The Pipeline API is a great concept but for moment it's quite difficult to implement algorithms that use historical fundamentals data without incurring in a out-of-Memory or timeout error.
I already exposed the problem in details in this post:

Given that all the fundamentals in the Pipeline API are quarterly, you currently need to load about 260, 456 or even more days of data to compute annually TTM data, for example:

quarter_lenght = 65  
ttm    = [               -1,   -quarter_lenght, -2*quarter_lenght, -3*quarter_lenght]  
ttm_py = [-4*quarter_lenght, -5*quarter_lenght, -6*quarter_lenght, -7*quarter_lenght]

class NetIncomeChange(CustomFactor):  
    window_length = 7*quarter_lenght + 1  
    inputs = [morningstar.income_statement.net_income]  
    def compute(self, today, assets, out, net_income):  
        net_income_ttm = np.sum(net_income[ttm], axis=0)  
        net_income_ttm_py = np.sum(net_income[ttm_py], axis=0)  
        out[:] = (net_income_ttm - net_income_ttm_py) / net_income_ttm_py  

My suggestion to avoid an exaggerated memory consumption, is to provide also the possibility to specify only the indexes of the required data points instead of the full window length, for example something like that:

window_datapoints = [1, -quarter_lenght, -2*quarter_lenght, -3*quarter_lenght, -4*quarter_lenght, -5*quarter_lenght, -6*quarter_lenght, -7*quarter_lenght]  

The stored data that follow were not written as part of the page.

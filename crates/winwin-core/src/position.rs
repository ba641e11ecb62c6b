// Player positions and lineup slots.

use serde::{Deserialize, Serialize};
use std::fmt;

/// Football positions a valued player can hold.
#[derive(Debug, Clone, Copy, PartialEq, Eq, Hash, PartialOrd, Ord, Serialize, Deserialize)]
pub enum Position {
    #[serde(rename = "QB")]
    Quarterback,
    #[serde(rename = "RB")]
    RunningBack,
    #[serde(rename = "WR")]
    WideReceiver,
    #[serde(rename = "TE")]
    TightEnd,
}

impl Position {
    /// All player positions in lineup order.
    pub const ALL: [Position; 4] = [
        Position::Quarterback,
        Position::RunningBack,
        Position::WideReceiver,
        Position::TightEnd,
    ];

    /// Parse a position abbreviation ("QB", "rb", ...). Anything outside
    /// QB/RB/WR/TE (kickers, defenses, IDP) returns `None`.
    pub fn from_str_pos(s: &str) -> Option<Self> {
        match s.trim().to_uppercase().as_str() {
            "QB" => Some(Position::Quarterback),
            "RB" => Some(Position::RunningBack),
            "WR" => Some(Position::WideReceiver),
            "TE" => Some(Position::TightEnd),
            _ => None,
        }
    }

    pub fn display_str(&self) -> &'static str {
        match self {
            Position::Quarterback => "QB",
            Position::RunningBack => "RB",
            Position::WideReceiver => "WR",
            Position::TightEnd => "TE",
        }
    }

    /// The dedicated lineup slot for this position.
    pub fn slot(&self) -> LineupSlot {
        match self {
            Position::Quarterback => LineupSlot::Qb,
            Position::RunningBack => LineupSlot::Rb,
            Position::WideReceiver => LineupSlot::Wr,
            Position::TightEnd => LineupSlot::Te,
        }
    }
}

impl fmt::Display for Position {
    fn fmt(&self, f: &mut fmt::Formatter<'_>) -> fmt::Result {
        f.write_str(self.display_str())
    }
}

/// A starting-lineup bucket. `Total` is the aggregate of the other five.
#[derive(Debug, Clone, Copy, PartialEq, Eq, Hash, PartialOrd, Ord, Serialize, Deserialize)]
#[serde(rename_all = "UPPERCASE")]
pub enum LineupSlot {
    Qb,
    Rb,
    Wr,
    Te,
    Flex,
    Total,
}

impl LineupSlot {
    /// Every slot, including `Total`.
    pub const ALL: [LineupSlot; 6] = [
        LineupSlot::Qb,
        LineupSlot::Rb,
        LineupSlot::Wr,
        LineupSlot::Te,
        LineupSlot::Flex,
        LineupSlot::Total,
    ];

    /// Slots that can be labelled a need or surplus.
    pub const TRADEABLE: [LineupSlot; 5] = [
        LineupSlot::Qb,
        LineupSlot::Rb,
        LineupSlot::Wr,
        LineupSlot::Te,
        LineupSlot::Flex,
    ];

    /// The player position backing this slot, if it has one.
    /// FLEX and TOTAL have no dedicated player pool.
    pub fn position(&self) -> Option<Position> {
        match self {
            LineupSlot::Qb => Some(Position::Quarterback),
            LineupSlot::Rb => Some(Position::RunningBack),
            LineupSlot::Wr => Some(Position::WideReceiver),
            LineupSlot::Te => Some(Position::TightEnd),
            LineupSlot::Flex | LineupSlot::Total => None,
        }
    }

    pub fn display_str(&self) -> &'static str {
        match self {
            LineupSlot::Qb => "QB",
            LineupSlot::Rb => "RB",
            LineupSlot::Wr => "WR",
            LineupSlot::Te => "TE",
            LineupSlot::Flex => "FLEX",
            LineupSlot::Total => "TOTAL",
        }
    }
}

impl fmt::Display for LineupSlot {
    fn fmt(&self, f: &mut fmt::Formatter<'_>) -> fmt::Result {
        f.write_str(self.display_str())
    }
}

would for sure consumes a lot less resources than the current:
window_length = 7*quarter_lenght + 1

What do you think about? Is it doable?


1 response

I would like something like this too! Maybe an alternative input syntax would be something similar to normal Python data slicing but with addition of a total data point # count? e.g.
window =
window_length / # of data points (e.g. 4 data points),
time between steps (e.g. 21 days, 250 days, etc),
start_point vs today (i.e. today minus x days)

this would allow for flexibly fetching the data points you want over a longer time frame with the resolution you want but avoid a lot of redundant data points (and thus memory error).